ECLI:NL:CRVB:2017:2680
Centrale Raad van Beroep
- Eerste en enige aanleg
- Rechtspraak.nl
Afwijzing aanvraag AOR-toekenningen en schadevergoeding wegens overschrijding redelijke termijn
In deze zaak heeft appellant, geboren in 1943 in het voormalige Nederlands-Indië, een aanvraag ingediend voor toekenning op grond van de Algemene Oorlogsongevallenregeling (AOR). De aanvraag werd afgewezen door de Pensioen- en Uitkeringsraad op 16 april 2015, en dit besluit werd gehandhaafd in het bestreden besluit van 1 september 2015. De Raad voor de Rechtspraak heeft op 3 augustus 2017 uitspraak gedaan in deze zaak, waarbij het beroep van appellant ongegrond werd verklaard. De Raad concludeerde dat niet is aangetoond dat appellant persoonlijk oorlogsgeweld heeft ervaren in het voormalige Nederlands-Indië, en dat de afwijzing van de aanvraag terecht was.

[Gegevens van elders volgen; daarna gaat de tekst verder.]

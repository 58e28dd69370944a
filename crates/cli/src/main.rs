//! Rain forecast CLI
//!
//! Inspect the artifact bundle's input schema and run predictions, either
//! against a local bundle or through a running forecast server.

mod client;
mod commands;
mod config;
mod output;

use anyhow::{Context, Result};
use clap::{Args, Parser, Subcommand};
use commands::predict::{self, parse_assignment, Assignments};
use forecast_lib::{ArtifactBundle, Forecaster};
use std::process::ExitCode;
use std::sync::Arc;
use tracing::debug;

/// Rain forecast CLI
#[derive(Parser)]
#[command(name = "rainfc")]
#[command(author, version, about = "CLI for the Rain Forecast model bundle", long_about = None)]
pub struct Cli {
    /// Path to the artifact bundle (falls back to the config file, then models/aussie_rain.json)
    #[arg(long, global = true, env = "FORECAST_BUNDLE_PATH")]
    pub bundle: Option<String>,

    /// Forecast server URL for remote commands (can also be set via RAINFC_API_URL env var)
    #[arg(long, global = true, env = "RAINFC_API_URL")]
    pub api_url: Option<String>,

    /// Output format
    #[arg(long, short, global = true, default_value = "table")]
    pub format: output::OutputFormat,

    /// Enable verbose output
    #[arg(long, short, global = true)]
    pub verbose: bool,

    #[command(subcommand)]
    pub command: Commands,
}

#[derive(Subcommand)]
pub enum Commands {
    /// Show the bundle's input columns
    Schema,

    /// Predict rain tomorrow with the local bundle
    Predict(PredictArgs),

    /// Talk to a running forecast server
    #[command(subcommand)]
    Remote(RemoteCommands),
}

#[derive(Subcommand)]
pub enum RemoteCommands {
    /// Show the server's input columns
    Schema,

    /// Predict rain tomorrow through the server's JSON API
    Predict(PredictArgs),
}

#[derive(Args, Clone)]
pub struct PredictArgs {
    /// Column value, repeatable (e.g. --set Location=Katherine --set MinTemp=23.2)
    #[arg(long = "set", value_name = "COL=VALUE", value_parser = parse_assignment)]
    pub values: Vec<(String, String)>,

    /// Declare "no data" for a numeric column, repeatable
    #[arg(long, value_name = "COL")]
    pub missing: Vec<String>,
}

impl From<PredictArgs> for Assignments {
    fn from(args: PredictArgs) -> Self {
        Self {
            values: args.values,
            missing: args.missing,
        }
    }
}

#[tokio::main]
async fn main() -> Result<ExitCode> {
    let cli = Cli::parse();

    if cli.verbose {
        tracing_subscriber::fmt()
            .compact()
            .with_writer(std::io::stderr)
            .with_env_filter(tracing_subscriber::EnvFilter::new("debug"))
            .init();
    }

    let config = config::Config::load()?;
    let format = cli.format;

    let outcome = match cli.command {
        Commands::Schema => {
            let forecaster = local_forecaster(&config.bundle_path(cli.bundle.as_deref()))?;
            commands::schema::show_schema(forecaster.schema(), format)?;
            None
        }
        Commands::Predict(args) => {
            let forecaster = local_forecaster(&config.bundle_path(cli.bundle.as_deref()))?;
            Some(predict::predict_local(&forecaster, &args.into(), format)?)
        }
        Commands::Remote(remote) => {
            let api_url = config.api_url(cli.api_url.as_deref());
            debug!(api_url = %api_url, "Using forecast server");
            let client = client::ApiClient::new(&api_url)?;
            match remote {
                RemoteCommands::Schema => {
                    let schema = client.schema().await?;
                    commands::schema::show_schema(&schema, format)?;
                    None
                }
                RemoteCommands::Predict(args) => {
                    Some(predict::predict_remote(&client, &args.into(), format).await?)
                }
            }
        }
    };

    Ok(match outcome {
        Some(outcome) if !outcome.is_forecast() => ExitCode::FAILURE,
        _ => ExitCode::SUCCESS,
    })
}

fn local_forecaster(bundle_path: &str) -> Result<Forecaster> {
    let bundle = ArtifactBundle::load(bundle_path)
        .with_context(|| format!("Failed to load artifact bundle from {}", bundle_path))?;
    debug!(version = bundle.version(), "Loaded bundle");
    Ok(Forecaster::new(Arc::new(bundle)))
}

Daarnaast heeft appellant verzocht om schadevergoeding wegens overschrijding van de redelijke termijn, zoals bedoeld in artikel 6 van het Europees Verdrag tot bescherming van de rechten van de mens. De Raad oordeelde dat de redelijke termijn was overschreden met drie maanden, wat resulteerde in een schadevergoeding van € 500,-. De Raad heeft de Staat der Nederlanden (Ministerie van Veiligheid en Justitie) veroordeeld tot betaling van deze schadevergoeding aan appellant, evenals de proceskosten van € 247,50. De uitspraak werd gedaan door B.J. van de Griend, in tegenwoordigheid van griffier L.V. van Donk.